Why AI Sucks At Front End (4 minute read)
AI is great at scaffolding generic, unoriginal UI, but falls apart the moment you need bespoke interactions, pixel-perfect layouts, or accessibility. The root causes are that it's trained on outdated CSS, can't actually see what it renders, and doesn't understand architectural reasoning.
Why AI hasn't replaced human expertise—and what that means for your SaaS stack (7 minute read)
Stack Overflow reports that advanced questions on its platform have doubled since 2023. AI handles the easy stuff, but 75% of devs turn to humans when they don't trust AI output. Devs value the comments and discussion around answers more than the answers themselves, which is something AI can't replicate by collapsing discourse into a single confident paragraph.
Cal.com Goes Closed Source: Why AI Security Is Forcing Our Decision (5 minute read)

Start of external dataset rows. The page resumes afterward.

//! Per-engine event loop
//!
//! Installed as the Boa job executor of an engine's context. Work is split into:
//! - promise jobs (microtasks), always drained first
//! - timers from setTimeout/setInterval, kept in a min-heap by deadline
//! - generic jobs
//! - native async jobs such as `fetch`
//!
//! The loop never sleeps. The engine worker asks for [`EngineEventLoop::next_deadline`]
//! and waits on its task queue until then, so scheduled tasks are not starved
//! by pending timers.

use boa_engine::{
    Context, JsResult,
    job::{GenericJob, Job, JobExecutor, NativeAsyncJob, PromiseJob, TimeoutJob},
};
use std::{
    cell::{Cell, RefCell},
    cmp::Ordering,
    collections::{BinaryHeap, VecDeque},
    rc::Rc,
    time::{Duration, Instant},
};

/// A timer entry in the priority queue
struct TimerEntry {
    deadline: Instant,
    job: TimeoutJob,
    /// Insertion order, breaks ties between equal deadlines
    id: u64,
}

impl PartialEq for TimerEntry {
    fn eq(&self, other: &Self) -> bool {
        self.deadline == other.deadline && self.id == other.id
    }
}

impl Eq for TimerEntry {}

impl PartialOrd for TimerEntry {
    fn partial_cmp(&self, other: &Self) -> Option<Ordering> {
        Some(self.cmp(other))
    }
}

impl Ord for TimerEntry {
    fn cmp(&self, other: &Self) -> Ordering {
        // Reverse ordering for min-heap (earliest deadline first)
        other
            .deadline
            .cmp(&self.deadline)
            .then_with(|| other.id.cmp(&self.id))
    }
}

pub(crate) struct EngineEventLoop {
    engine_id: u64,
    microtasks: RefCell<VecDeque<PromiseJob>>,
    timers: RefCell<BinaryHeap<TimerEntry>>,
    async_jobs: RefCell<VecDeque<NativeAsyncJob>>,
    generic_jobs: RefCell<VecDeque<GenericJob>>,
    timer_counter: Cell<u64>,
}

impl EngineEventLoop {
    pub(crate) fn new(engine_id: u64) -> Self {
        Self {
            engine_id,
            microtasks: RefCell::new(VecDeque::with_capacity(64)),
            timers: RefCell::new(BinaryHeap::with_capacity(32)),
            async_jobs: RefCell::new(VecDeque::with_capacity(16)),
            generic_jobs: RefCell::new(VecDeque::with_capacity(16)),
            timer_counter: Cell::new(0),
        }
    }

    /// Whether any job, including a future timer, is queued
    pub(crate) fn has_pending_work(&self) -> bool {
        !self.microtasks.borrow().is_empty()
            || !self.timers.borrow().is_empty()
            || !self.async_jobs.borrow().is_empty()
            || !self.generic_jobs.borrow().is_empty()
    }

    /// Deadline of the earliest pending timer
    pub(crate) fn next_deadline(&self) -> Option<Instant> {
        self.timers.borrow().peek().map(|entry| entry.deadline)
    }

    /// Run everything that is ready now, without waiting for future timers.
    ///
    /// Job failures are uncaught script errors; they are logged and the loop
    /// moves on to the next job.
    pub(crate) fn run_ready(&self, context: &mut Context) {
        loop {
            self.drain_microtasks(context);
            let mut progressed = self.fire_due_timers(context);
            progressed |= self.run_generic_jobs(context);
            progressed |= self.run_async_jobs(context);

            if !progressed && self.microtasks.borrow().is_empty() {
                break;
            }
        }
    }

    fn drain_microtasks(&self, context: &mut Context) {
        loop {
            let next = self.microtasks.borrow_mut().pop_front();
            let Some(job) = next else { break };
            if let Err(err) = job.call(context) {
                tracing::error!(engine = self.engine_id, "uncaught error in promise job: {err}");
            }
        }
    }

    fn fire_due_timers(&self, context: &mut Context) -> bool {
        let now = Instant::now();
        let mut fired = false;

        loop {
            let entry = {
                let mut timers = self.timers.borrow_mut();
                match timers.peek() {
                    Some(entry) if entry.deadline <= now => timers.pop(),
                    _ => None,
                }
            };
            let Some(entry) = entry else { break };

            if entry.job.is_cancelled() {
                continue;
            }
            if let Err(err) = entry.job.call(context) {
                tracing::error!(engine = self.engine_id, "uncaught error in timer callback: {err}");
            }
            fired = true;
            self.drain_microtasks(context);
        }

        fired
    }

    fn run_generic_jobs(&self, context: &mut Context) -> bool {
        let mut ran = false;
        loop {
            let next = self.generic_jobs.borrow_mut().pop_front();
            let Some(job) = next else { break };
            if let Err(err) = job.call(context) {
                tracing::error!(engine = self.engine_id, "uncaught error in generic job: {err}");
            }
            ran = true;
            self.drain_microtasks(context);
        }
        ran
    }

    fn run_async_jobs(&self, context: &mut Context) -> bool {
        let mut ran = false;
        loop {
            let next = self.async_jobs.borrow_mut().pop_front();
            let Some(job) = next else { break };
            let outcome = {
                let cell = RefCell::new(&mut *context);
                futures_lite::future::block_on(job.call(&cell))
            };
            if let Err(err) = outcome {
                tracing::error!(engine = self.engine_id, "uncaught error in async job: {err}");
            }
            ran = true;
            self.drain_microtasks(context);
        }
        ran
    }
}

impl JobExecutor for EngineEventLoop {
    fn enqueue_job(self: Rc<Self>, job: Job, _context: &mut Context) {
        match job {
            Job::PromiseJob(promise_job) => {
                self.microtasks.borrow_mut().push_back(promise_job);
            }
            Job::TimeoutJob(timeout_job) => {
                let timeout_ms = timeout_job.timeout().as_millis() as u64;
                let deadline = Instant::now() + Duration::from_millis(timeout_ms);
                let id = self.timer_counter.get() + 1;
                self.timer_counter.set(id);
                self.timers.borrow_mut().push(TimerEntry {
                    deadline,
                    job: timeout_job,
                    id,
                });
            }
            Job::AsyncJob(async_job) => {
                self.async_jobs.borrow_mut().push_back(async_job);
            }
            Job::GenericJob(generic_job) => {
                self.generic_jobs.borrow_mut().push_back(generic_job);
            }
            _ => {
                tracing::warn!(engine = self.engine_id, "dropping unsupported job kind");
            }
        }
    }

    fn run_jobs(self: Rc<Self>, context: &mut Context) -> JsResult<()> {
        self.run_ready(context);
        Ok(())
    }
}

Cal.com is moving its main product from open source to closed source after five years. This difficult decision was made primarily due to escalating security threats from AI, which can now rapidly find and exploit vulnerabilities in open-source code. While the core product is closing, a separate, open-source version called Cal.diy will be released under an MIT license for hobbyists and developers.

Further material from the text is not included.